● Directions for this task
Look through the lines below and extract any with the word "PageChannel".

━━━━━ Task material

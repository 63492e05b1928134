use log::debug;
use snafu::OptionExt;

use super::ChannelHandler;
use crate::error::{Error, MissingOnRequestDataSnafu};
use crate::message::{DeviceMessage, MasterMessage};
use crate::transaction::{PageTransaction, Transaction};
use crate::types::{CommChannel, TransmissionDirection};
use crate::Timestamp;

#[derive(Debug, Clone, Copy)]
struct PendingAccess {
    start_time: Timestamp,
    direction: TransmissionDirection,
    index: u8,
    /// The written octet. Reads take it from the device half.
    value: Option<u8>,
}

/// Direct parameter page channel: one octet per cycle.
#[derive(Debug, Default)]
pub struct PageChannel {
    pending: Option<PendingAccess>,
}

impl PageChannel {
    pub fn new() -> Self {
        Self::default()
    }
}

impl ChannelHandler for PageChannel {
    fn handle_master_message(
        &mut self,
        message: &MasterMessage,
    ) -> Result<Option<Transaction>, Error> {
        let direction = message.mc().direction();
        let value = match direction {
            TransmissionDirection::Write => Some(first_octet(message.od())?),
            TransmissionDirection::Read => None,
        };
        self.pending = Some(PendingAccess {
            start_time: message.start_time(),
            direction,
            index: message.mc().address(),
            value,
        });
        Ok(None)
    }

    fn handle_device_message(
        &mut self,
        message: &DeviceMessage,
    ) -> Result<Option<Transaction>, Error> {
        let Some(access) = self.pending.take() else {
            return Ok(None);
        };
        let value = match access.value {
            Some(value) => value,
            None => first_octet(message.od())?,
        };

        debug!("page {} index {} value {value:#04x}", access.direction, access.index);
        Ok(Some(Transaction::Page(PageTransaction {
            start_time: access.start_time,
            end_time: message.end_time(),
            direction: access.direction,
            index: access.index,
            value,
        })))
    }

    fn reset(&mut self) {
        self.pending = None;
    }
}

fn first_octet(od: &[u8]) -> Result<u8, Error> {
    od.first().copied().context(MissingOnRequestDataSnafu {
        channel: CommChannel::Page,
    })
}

━━━━━━━━━━
━━━━━ Task material

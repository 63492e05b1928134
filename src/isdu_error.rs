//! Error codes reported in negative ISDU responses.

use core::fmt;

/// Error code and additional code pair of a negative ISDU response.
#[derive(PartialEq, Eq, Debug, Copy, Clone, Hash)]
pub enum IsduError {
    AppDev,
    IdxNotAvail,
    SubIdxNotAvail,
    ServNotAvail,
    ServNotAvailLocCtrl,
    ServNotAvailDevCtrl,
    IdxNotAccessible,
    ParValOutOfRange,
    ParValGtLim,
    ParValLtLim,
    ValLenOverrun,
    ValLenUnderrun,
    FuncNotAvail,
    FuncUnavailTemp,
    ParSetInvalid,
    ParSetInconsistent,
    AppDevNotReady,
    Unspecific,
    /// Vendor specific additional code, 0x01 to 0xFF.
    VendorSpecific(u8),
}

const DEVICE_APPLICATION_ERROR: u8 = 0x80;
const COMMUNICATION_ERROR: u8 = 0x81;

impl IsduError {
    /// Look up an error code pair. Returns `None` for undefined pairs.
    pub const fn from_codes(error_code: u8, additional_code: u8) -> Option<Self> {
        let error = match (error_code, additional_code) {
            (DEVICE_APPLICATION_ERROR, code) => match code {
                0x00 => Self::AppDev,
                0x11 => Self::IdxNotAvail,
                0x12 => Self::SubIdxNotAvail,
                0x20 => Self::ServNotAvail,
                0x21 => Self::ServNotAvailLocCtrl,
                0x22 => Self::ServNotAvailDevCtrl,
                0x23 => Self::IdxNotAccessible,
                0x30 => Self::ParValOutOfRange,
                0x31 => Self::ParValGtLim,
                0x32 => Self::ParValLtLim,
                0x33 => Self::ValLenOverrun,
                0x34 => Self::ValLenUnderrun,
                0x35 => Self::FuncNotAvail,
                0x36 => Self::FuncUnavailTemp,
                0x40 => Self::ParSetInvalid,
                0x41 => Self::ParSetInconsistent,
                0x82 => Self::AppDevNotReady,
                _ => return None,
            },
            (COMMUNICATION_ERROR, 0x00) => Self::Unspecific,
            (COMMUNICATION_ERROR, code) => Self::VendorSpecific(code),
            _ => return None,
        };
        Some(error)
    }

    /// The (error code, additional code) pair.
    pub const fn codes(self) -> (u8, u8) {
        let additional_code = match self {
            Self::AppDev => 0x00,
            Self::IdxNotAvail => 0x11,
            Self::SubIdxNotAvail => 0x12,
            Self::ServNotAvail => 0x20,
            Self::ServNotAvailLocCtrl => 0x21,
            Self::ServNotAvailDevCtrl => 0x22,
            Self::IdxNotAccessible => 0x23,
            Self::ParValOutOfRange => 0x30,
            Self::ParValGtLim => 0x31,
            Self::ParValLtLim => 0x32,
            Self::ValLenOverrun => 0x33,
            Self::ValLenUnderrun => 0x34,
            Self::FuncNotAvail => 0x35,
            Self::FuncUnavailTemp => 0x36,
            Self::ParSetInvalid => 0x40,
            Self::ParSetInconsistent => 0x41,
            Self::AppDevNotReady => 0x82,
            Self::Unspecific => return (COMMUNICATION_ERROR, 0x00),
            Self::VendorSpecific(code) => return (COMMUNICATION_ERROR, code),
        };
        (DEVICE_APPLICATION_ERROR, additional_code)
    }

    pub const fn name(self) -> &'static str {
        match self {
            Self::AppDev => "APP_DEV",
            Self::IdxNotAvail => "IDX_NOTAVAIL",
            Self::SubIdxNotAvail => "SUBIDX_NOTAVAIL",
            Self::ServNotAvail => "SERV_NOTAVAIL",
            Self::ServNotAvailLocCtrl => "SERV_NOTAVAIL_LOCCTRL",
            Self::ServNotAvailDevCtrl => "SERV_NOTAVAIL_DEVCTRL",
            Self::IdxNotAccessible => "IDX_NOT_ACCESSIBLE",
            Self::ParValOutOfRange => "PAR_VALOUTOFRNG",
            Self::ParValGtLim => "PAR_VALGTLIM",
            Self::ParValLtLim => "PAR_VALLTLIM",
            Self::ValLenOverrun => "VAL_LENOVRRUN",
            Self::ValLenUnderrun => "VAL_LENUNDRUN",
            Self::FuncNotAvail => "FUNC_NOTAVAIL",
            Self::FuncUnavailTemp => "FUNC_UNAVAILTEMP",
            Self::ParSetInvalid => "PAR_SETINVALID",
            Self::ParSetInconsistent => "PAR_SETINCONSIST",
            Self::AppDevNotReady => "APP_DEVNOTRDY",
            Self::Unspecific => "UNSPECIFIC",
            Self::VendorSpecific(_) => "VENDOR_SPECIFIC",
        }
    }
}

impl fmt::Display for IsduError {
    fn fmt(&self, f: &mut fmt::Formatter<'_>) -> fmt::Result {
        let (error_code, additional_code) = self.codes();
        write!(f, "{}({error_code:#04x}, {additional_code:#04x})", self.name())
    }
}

━━━━━━━━━━
━━━━━ Task material

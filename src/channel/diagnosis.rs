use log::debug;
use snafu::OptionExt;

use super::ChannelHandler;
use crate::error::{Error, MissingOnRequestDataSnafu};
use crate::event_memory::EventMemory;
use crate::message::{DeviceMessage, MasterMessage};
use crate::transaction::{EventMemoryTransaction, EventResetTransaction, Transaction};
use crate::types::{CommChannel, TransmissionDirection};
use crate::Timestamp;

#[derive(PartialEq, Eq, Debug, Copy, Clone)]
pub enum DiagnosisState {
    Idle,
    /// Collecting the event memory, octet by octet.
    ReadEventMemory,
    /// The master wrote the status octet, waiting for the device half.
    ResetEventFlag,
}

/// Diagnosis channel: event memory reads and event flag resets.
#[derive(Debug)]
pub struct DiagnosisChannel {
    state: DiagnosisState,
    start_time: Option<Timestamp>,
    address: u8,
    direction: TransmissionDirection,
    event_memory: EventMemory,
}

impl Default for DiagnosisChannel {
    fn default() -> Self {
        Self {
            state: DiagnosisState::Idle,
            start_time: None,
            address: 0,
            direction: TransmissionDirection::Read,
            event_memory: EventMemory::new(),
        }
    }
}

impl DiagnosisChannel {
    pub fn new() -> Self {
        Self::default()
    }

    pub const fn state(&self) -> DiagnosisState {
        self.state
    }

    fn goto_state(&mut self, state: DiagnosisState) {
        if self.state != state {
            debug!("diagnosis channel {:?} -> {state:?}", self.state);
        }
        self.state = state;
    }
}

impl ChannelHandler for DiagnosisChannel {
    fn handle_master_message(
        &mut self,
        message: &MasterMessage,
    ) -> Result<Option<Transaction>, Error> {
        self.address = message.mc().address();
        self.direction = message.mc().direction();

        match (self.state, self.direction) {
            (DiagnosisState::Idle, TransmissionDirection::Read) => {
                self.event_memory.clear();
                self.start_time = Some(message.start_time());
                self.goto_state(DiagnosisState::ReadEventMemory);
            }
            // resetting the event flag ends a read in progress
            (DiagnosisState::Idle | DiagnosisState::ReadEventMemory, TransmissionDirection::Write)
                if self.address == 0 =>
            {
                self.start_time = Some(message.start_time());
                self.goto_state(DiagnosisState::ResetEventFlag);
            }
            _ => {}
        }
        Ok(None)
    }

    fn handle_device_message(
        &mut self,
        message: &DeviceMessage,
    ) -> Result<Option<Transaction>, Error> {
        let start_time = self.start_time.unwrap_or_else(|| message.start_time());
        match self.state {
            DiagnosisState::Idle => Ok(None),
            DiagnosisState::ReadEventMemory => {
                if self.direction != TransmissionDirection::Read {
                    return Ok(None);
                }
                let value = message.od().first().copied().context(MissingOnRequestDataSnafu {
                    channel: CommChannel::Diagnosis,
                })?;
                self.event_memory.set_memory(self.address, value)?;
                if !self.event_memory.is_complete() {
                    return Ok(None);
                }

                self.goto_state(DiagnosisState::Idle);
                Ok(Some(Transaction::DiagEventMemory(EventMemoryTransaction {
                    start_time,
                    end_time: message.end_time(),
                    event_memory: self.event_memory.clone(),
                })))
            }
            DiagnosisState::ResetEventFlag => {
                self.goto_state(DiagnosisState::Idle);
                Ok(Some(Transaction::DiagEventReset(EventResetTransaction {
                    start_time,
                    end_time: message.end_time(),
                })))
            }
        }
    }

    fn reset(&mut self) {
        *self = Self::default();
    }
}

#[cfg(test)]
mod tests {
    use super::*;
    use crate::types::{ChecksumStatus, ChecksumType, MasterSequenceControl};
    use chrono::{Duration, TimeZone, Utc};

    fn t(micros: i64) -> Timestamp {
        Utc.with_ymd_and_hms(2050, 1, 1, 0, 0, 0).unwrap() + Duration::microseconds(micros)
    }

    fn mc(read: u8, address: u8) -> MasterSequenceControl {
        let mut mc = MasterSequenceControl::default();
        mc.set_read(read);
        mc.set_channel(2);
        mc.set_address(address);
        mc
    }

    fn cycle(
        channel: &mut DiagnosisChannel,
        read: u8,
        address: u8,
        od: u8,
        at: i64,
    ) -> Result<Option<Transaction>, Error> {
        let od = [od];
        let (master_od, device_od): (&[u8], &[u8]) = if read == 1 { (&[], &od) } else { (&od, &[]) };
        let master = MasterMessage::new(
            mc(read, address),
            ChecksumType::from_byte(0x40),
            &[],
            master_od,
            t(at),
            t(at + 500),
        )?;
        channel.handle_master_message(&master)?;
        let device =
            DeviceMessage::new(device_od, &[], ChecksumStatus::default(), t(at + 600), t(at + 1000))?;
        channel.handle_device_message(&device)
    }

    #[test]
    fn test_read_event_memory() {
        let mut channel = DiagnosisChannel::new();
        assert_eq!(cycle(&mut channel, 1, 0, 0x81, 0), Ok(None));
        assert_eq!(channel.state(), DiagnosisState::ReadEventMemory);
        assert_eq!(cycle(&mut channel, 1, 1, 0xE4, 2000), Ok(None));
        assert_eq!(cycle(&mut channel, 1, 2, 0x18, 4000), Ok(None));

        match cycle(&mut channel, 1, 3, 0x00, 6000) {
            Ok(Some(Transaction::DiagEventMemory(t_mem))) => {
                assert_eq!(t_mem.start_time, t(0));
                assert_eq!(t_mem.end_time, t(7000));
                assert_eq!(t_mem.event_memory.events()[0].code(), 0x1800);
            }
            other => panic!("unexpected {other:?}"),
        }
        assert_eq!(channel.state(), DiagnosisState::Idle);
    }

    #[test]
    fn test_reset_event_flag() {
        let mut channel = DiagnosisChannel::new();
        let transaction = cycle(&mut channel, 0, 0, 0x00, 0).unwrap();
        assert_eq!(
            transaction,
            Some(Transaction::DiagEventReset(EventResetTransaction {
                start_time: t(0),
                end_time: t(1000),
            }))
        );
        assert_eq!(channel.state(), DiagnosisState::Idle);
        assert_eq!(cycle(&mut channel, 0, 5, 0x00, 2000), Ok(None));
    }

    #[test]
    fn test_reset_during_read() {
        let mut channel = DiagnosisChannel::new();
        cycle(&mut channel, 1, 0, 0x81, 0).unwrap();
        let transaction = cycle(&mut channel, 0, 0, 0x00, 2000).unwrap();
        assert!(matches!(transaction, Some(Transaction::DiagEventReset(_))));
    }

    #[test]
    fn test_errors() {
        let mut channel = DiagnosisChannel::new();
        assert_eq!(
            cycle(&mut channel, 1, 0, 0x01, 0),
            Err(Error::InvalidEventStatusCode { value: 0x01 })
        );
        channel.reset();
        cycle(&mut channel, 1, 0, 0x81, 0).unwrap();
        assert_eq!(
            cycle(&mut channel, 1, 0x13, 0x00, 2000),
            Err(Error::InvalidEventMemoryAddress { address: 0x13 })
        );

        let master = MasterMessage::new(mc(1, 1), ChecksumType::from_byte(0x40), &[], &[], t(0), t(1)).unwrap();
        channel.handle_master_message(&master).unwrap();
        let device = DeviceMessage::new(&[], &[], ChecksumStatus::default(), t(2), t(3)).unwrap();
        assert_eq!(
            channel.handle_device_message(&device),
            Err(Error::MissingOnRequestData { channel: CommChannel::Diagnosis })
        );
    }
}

━━━━━━━━━━

● Response to the task
pub struct PageChannel {
impl PageChannel {
impl ChannelHandler for PageChannel {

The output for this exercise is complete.